Sections
Personal tools

1. HM introduction

What is Comparative protein structure modelling ?

Jump to:

1.1 Why Do We Need Comparative Protein Structure Modelling ?

It has been hypothesized that the total number of different protein folds is finite, and roughly of the order of 1000. The fact that the protein structure space is finite, and much smaller than the protein sequence space has given rise to the hope that it is possible to have representative structure models for all protein sequences, without going into the expensive procedures of systematic experimental structure determination. Structural genomics is currently focusing on the construction of an extensive library of folds, and a figure of 10,000 to 100,000 representative proteins has been proposed. With such a library, it is expected that models for all proteins can be constructed.

Struct_genom.jpg

The aim of structural genomics is to generate enough protein structures
that any unknown protein will have a close homolog whose structure is known.
The success of this approach depends on the number of protein structures (i.e.
number of red dots, as well as on the quality of the tools for detecting structural
homologs (defined schematically by the radii of the circles)

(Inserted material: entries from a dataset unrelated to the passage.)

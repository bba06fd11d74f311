/*!
shared.rs - helpers used by several subcommands.

  - runtime                      : Tokio runtime for the synchronous entry points
  - param_rows                   : flattened parameter view of a tool schema
  - build_arguments_from_schema  : KEY=VALUE strings -> JSON arguments (schema-coerced)
  - coerce_value                 : primitive coercion by JSON-schema type
  - load_param_file_into_map     : JSON / YAML parameter files
  - output_error                 : uniform error output (JSON or boxed)
*/

use std::collections::HashMap;

use anyhow::{Context, Result, bail};
use serde_json::{Map, Value};

use mcp_cliwrap::schema::{FLAGS_PROPERTY, JsonObject, ToolSchema};

use crate::cmd::format::{Role, StyleOptions, box_header, color, emoji};

pub fn runtime() -> Result<tokio::runtime::Runtime> {
    tokio::runtime::Builder::new_multi_thread()
        .enable_all()
        .build()
        .context("Failed to create Tokio runtime")
}

/* ---- Schema views ---- */

#[derive(Debug, Clone, PartialEq)]
pub struct ParamRow {
    pub name: String,
    pub kind: String,
    pub required: bool,
    pub description: String,
}

fn type_of(prop: &Value) -> &str {
    prop.get("type").and_then(Value::as_str).unwrap_or("string")
}

fn required_of(schema: &ToolSchema) -> Vec<&str> {
    schema
        .input_schema
        .get("required")
        .and_then(Value::as_array)
        .map(|arr| arr.iter().filter_map(Value::as_str).collect())
        .unwrap_or_default()
}

/// Top-level properties, with each flag of the flag map as its own
/// `common_flags.<name>` row.
pub fn param_rows(schema: &ToolSchema) -> Vec<ParamRow> {
    let required = required_of(schema);
    let mut rows = Vec::new();
    let Some(props) = schema.properties() else {
        return rows;
    };
    for (name, prop) in props {
        let mut description = prop
            .get("description")
            .and_then(Value::as_str)
            .unwrap_or_default()
            .to_string();
        if let Some(choices) = prop.get("enum").and_then(Value::as_array) {
            let choices: Vec<&str> = choices.iter().filter_map(Value::as_str).collect();
            description = format!("{description} [{}]", choices.join("|")).trim().to_string();
        }
        rows.push(ParamRow {
            name: name.clone(),
            kind: type_of(prop).to_string(),
            required: required.contains(&name.as_str()),
            description,
        });
        if name == FLAGS_PROPERTY
            && let Some(flags) = prop.get("properties").and_then(Value::as_object)
        {
            for (flag, flag_prop) in flags {
                rows.push(ParamRow {
                    name: format!("{FLAGS_PROPERTY}.{flag}"),
                    kind: type_of(flag_prop).to_string(),
                    required: false,
                    description: flag_prop
                        .get("description")
                        .and_then(Value::as_str)
                        .unwrap_or_default()
                        .to_string(),
                });
            }
        }
    }
    rows
}

/* ---- Argument building ---- */

/// Build the JSON arguments for a call from raw `KEY=VALUE` strings.
///
/// - Values are coerced by the declared property type
///   (integer | number | boolean | array | string).
/// - `common_flags.<name>` keys are collected into the flag map.
/// - Keys the schema does not know are passed through as strings.
/// - A missing required property is an error.
pub fn build_arguments_from_schema(
    schema: &ToolSchema,
    provided: &HashMap<String, String>,
) -> Result<JsonObject> {
    let mut remaining = provided.clone();
    let mut result = Map::new();

    let mut flags = Map::new();
    let prefix = format!("{FLAGS_PROPERTY}.");
    let mut flag_keys: Vec<String> = remaining
        .keys()
        .filter(|k| k.starts_with(&prefix))
        .cloned()
        .collect();
    flag_keys.sort();
    let flag_props = schema
        .properties()
        .and_then(|p| p.get(FLAGS_PROPERTY))
        .and_then(|f| f.get("properties"));
    for key in flag_keys {
        let Some(raw) = remaining.remove(&key) else {
            continue;
        };
        let name = &key[prefix.len()..];
        if name.is_empty() {
            bail!("invalid parameter '{key}': missing flag name");
        }
        let kind = flag_props.and_then(|p| p.get(name)).map(type_of).unwrap_or("string");
        flags.insert(name.to_string(), coerce_value(&raw, kind));
    }

    let required = required_of(schema);
    if let Some(props) = schema.properties() {
        for (name, prop) in props {
            if name == FLAGS_PROPERTY {
                if !flags.is_empty() {
                    result.insert(name.clone(), Value::Object(std::mem::take(&mut flags)));
                }
                continue;
            }
            if let Some(raw) = remaining.remove(name) {
                result.insert(name.clone(), coerce_value(&raw, type_of(prop)));
            } else if required.contains(&name.as_str()) {
                bail!("missing required parameter: {name}");
            }
        }
    }
    if !flags.is_empty() {
        result.insert(FLAGS_PROPERTY.to_string(), Value::Object(flags));
    }

    let mut leftovers: Vec<(String, String)> = remaining.into_iter().collect();
    leftovers.sort();
    for (k, v) in leftovers {
        result.insert(k, Value::String(v));
    }
    Ok(result)
}

/// Coerce a raw string by JSON-schema type; anything that does not parse stays a string.
pub fn coerce_value(raw: &str, type_hint: &str) -> Value {
    match type_hint {
        "integer" => raw
            .parse::<i64>()
            .map(|n| Value::Number(n.into()))
            .unwrap_or_else(|_| Value::String(raw.to_string())),
        "number" => raw
            .parse::<f64>()
            .ok()
            .and_then(serde_json::Number::from_f64)
            .map(Value::Number)
            .unwrap_or_else(|| Value::String(raw.to_string())),
        "boolean" => match raw.to_ascii_lowercase().as_str() {
            "true" | "1" | "yes" | "y" => Value::Bool(true),
            "false" | "0" | "no" | "n" => Value::Bool(false),
            _ => Value::String(raw.to_string()),
        },
        "array" => Value::Array(
            raw.split(',')
                .map(str::trim)
                .filter(|s| !s.is_empty())
                .map(|s| Value::String(s.to_string()))
                .collect(),
        ),
        _ => Value::String(raw.to_string()),
    }
}

/* ---- Parameter files ---- */

/// Merge a JSON or YAML object into `provided`. Keys already present
/// (from the command line) win. Nested objects are flattened one level
/// (`common_flags: {repo: x}` -> `common_flags.repo=x`), arrays are joined
/// with commas.
pub fn load_param_file_into_map(path: &str, provided: &mut HashMap<String, String>) -> Result<()> {
    let raw = std::fs::read_to_string(path).with_context(|| format!("failed to read param file: {path}"))?;
    let lower = path.to_ascii_lowercase();

    let value: Value = if lower.ends_with(".yaml") || lower.ends_with(".yml") {
        let yaml: serde_yaml::Value = serde_yaml::from_str(&raw).context("failed to parse YAML param file")?;
        serde_json::to_value(yaml).context("failed to convert YAML to JSON")?
    } else {
        serde_json::from_str(&raw).context("failed to parse JSON param file")?
    };

    let obj = value
        .as_object()
        .ok_or_else(|| anyhow::anyhow!("param file root must be an object"))?;

    let mut insert = |key: String, v: &Value| {
        provided.entry(key).or_insert_with(|| scalar_text(v));
    };
    for (k, v) in obj {
        match v {
            Value::Object(inner) => {
                for (ik, iv) in inner {
                    insert(format!("{k}.{ik}"), iv);
                }
            }
            other => insert(k.clone(), other),
        }
    }
    Ok(())
}

fn scalar_text(v: &Value) -> String {
    match v {
        Value::String(s) => s.clone(),
        Value::Array(items) => items.iter().map(scalar_text).collect::<Vec<_>>().join(","),
        other => other.to_string(),
    }
}

/* ---- Output ---- */

/// Print an error in the selected mode and return it as `Err`.
pub fn output_error(json: bool, title: &str, msg: &str) -> Result<()> {
    if json {
        let err = serde_json::json!({"status": "error", "error": msg});
        println!(
            "{}",
            serde_json::to_string_pretty(&err).unwrap_or_else(|_| err.to_string())
        );
    } else {
        let style = StyleOptions::detect();
        let heading = format!("{} {title}", emoji("error", &style));
        println!("{}", box_header(heading, Some(color(Role::Error, msg, &style)), &style));
    }
    bail!(msg.to_string())
}

/* ---- Tests ---- */
#[cfg(test)]
mod tests {
    use super::*;
    use mcp_cliwrap::help::{CommandInfo, FlagInfo};
    use mcp_cliwrap::schema::{ReservedTool, ToolNaming, reserved_schema, synthesize};
    use serde_json::json;

    fn issue_schema() -> ToolSchema {
        let mut info = CommandInfo::fallback("glab", "issue");
        info.flags = vec![
            FlagInfo {
                name: "--per-page".into(),
                description: "Items per page".into(),
            },
            FlagInfo {
                name: "--repo".into(),
                description: "Repository".into(),
            },
        ];
        synthesize(&ToolNaming::new("glab"), &info)
    }

    fn provided(pairs: &[(&str, &str)]) -> HashMap<String, String> {
        pairs.iter().map(|(k, v)| (k.to_string(), v.to_string())).collect()
    }

    #[test]
    fn coerce_primitives() {
        assert_eq!(coerce_value("42", "integer"), json!(42));
        assert_eq!(coerce_value("x42", "integer"), json!("x42"));
        assert_eq!(coerce_value("No", "boolean"), json!(false));
        assert_eq!(coerce_value("a, b,,c", "array"), json!(["a", "b", "c"]));
        assert_eq!(coerce_value("1.5", "number"), json!(1.5));
    }

    #[test]
    fn arguments_with_flags_and_array() {
        let args = build_arguments_from_schema(
            &issue_schema(),
            &provided(&[
                ("args", "list,--mine"),
                ("format", "json"),
                ("common_flags.per_page", "5"),
                ("common_flags.label", "bug"),
            ]),
        )
        .unwrap();
        assert_eq!(args["args"], json!(["list", "--mine"]));
        assert_eq!(args["format"], json!("json"));
        let flags = args[FLAGS_PROPERTY].as_object().unwrap();
        let keys: Vec<&str> = flags.keys().map(String::as_str).collect();
        assert_eq!(keys, vec!["label", "per_page"]);
        assert_eq!(flags["per_page"], json!("5"));
        assert_eq!(flags["label"], json!("bug"));
    }

    #[test]
    fn missing_required_is_an_error() {
        let raw = reserved_schema(&ToolNaming::new("glab"), ReservedTool::Raw, "glab");
        let err = build_arguments_from_schema(&raw, &HashMap::new()).unwrap_err();
        assert!(err.to_string().contains("missing required parameter: args"));
    }

    #[test]
    fn unknown_keys_pass_through() {
        let args = build_arguments_from_schema(&issue_schema(), &provided(&[("extra", "1")])).unwrap();
        assert_eq!(args["extra"], json!("1"));
    }

    #[test]
    fn param_rows_expand_flags() {
        let rows = param_rows(&issue_schema());
        let names: Vec<&str> = rows.iter().map(|r| r.name.as_str()).collect();
        assert_eq!(
            names,
            vec![
                "args",
                "common_flags",
                "common_flags.per_page",
                "common_flags.repo",
                "cwd",
                "format"
            ]
        );
        let format = rows.iter().find(|r| r.name == "format").unwrap();
        assert!(format.description.ends_with("[json|table|text]"));
    }

    #[test]
    fn param_file_yaml_merge() {
        let path = std::env::temp_dir().join(format!("mcp_cliwrap_params_{}.yaml", std::process::id()));
        std::fs::write(&path, "args: [issue, list]\ncwd: /tmp\ncommon_flags:\n  repo: a/b\n").unwrap();
        let mut map = provided(&[("cwd", "/srv")]);
        load_param_file_into_map(path.to_str().unwrap(), &mut map).unwrap();
        std::fs::remove_file(&path).ok();
        assert_eq!(map["args"], "issue,list");
        assert_eq!(map["cwd"], "/srv");
        assert_eq!(map["common_flags.repo"], "a/b");
    }
}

The success of this approach is, however, strongly correlated to our ability to identify a proper structural template for a protein of interest, and to build an accurate motel for this protein, based on the template. Techniques to solve the identification step, or "fold recognition" problem rely on the assumption that similarities between the sequences of two proteins imply similarities between the structures of these proteins. The building step is usually referred to "homology modelling", or "comparative protein structure modelling". ProModel was designed as a method for solving this problem, and is described in details below.

1.2 What is Comparative Protein Structure Modelling?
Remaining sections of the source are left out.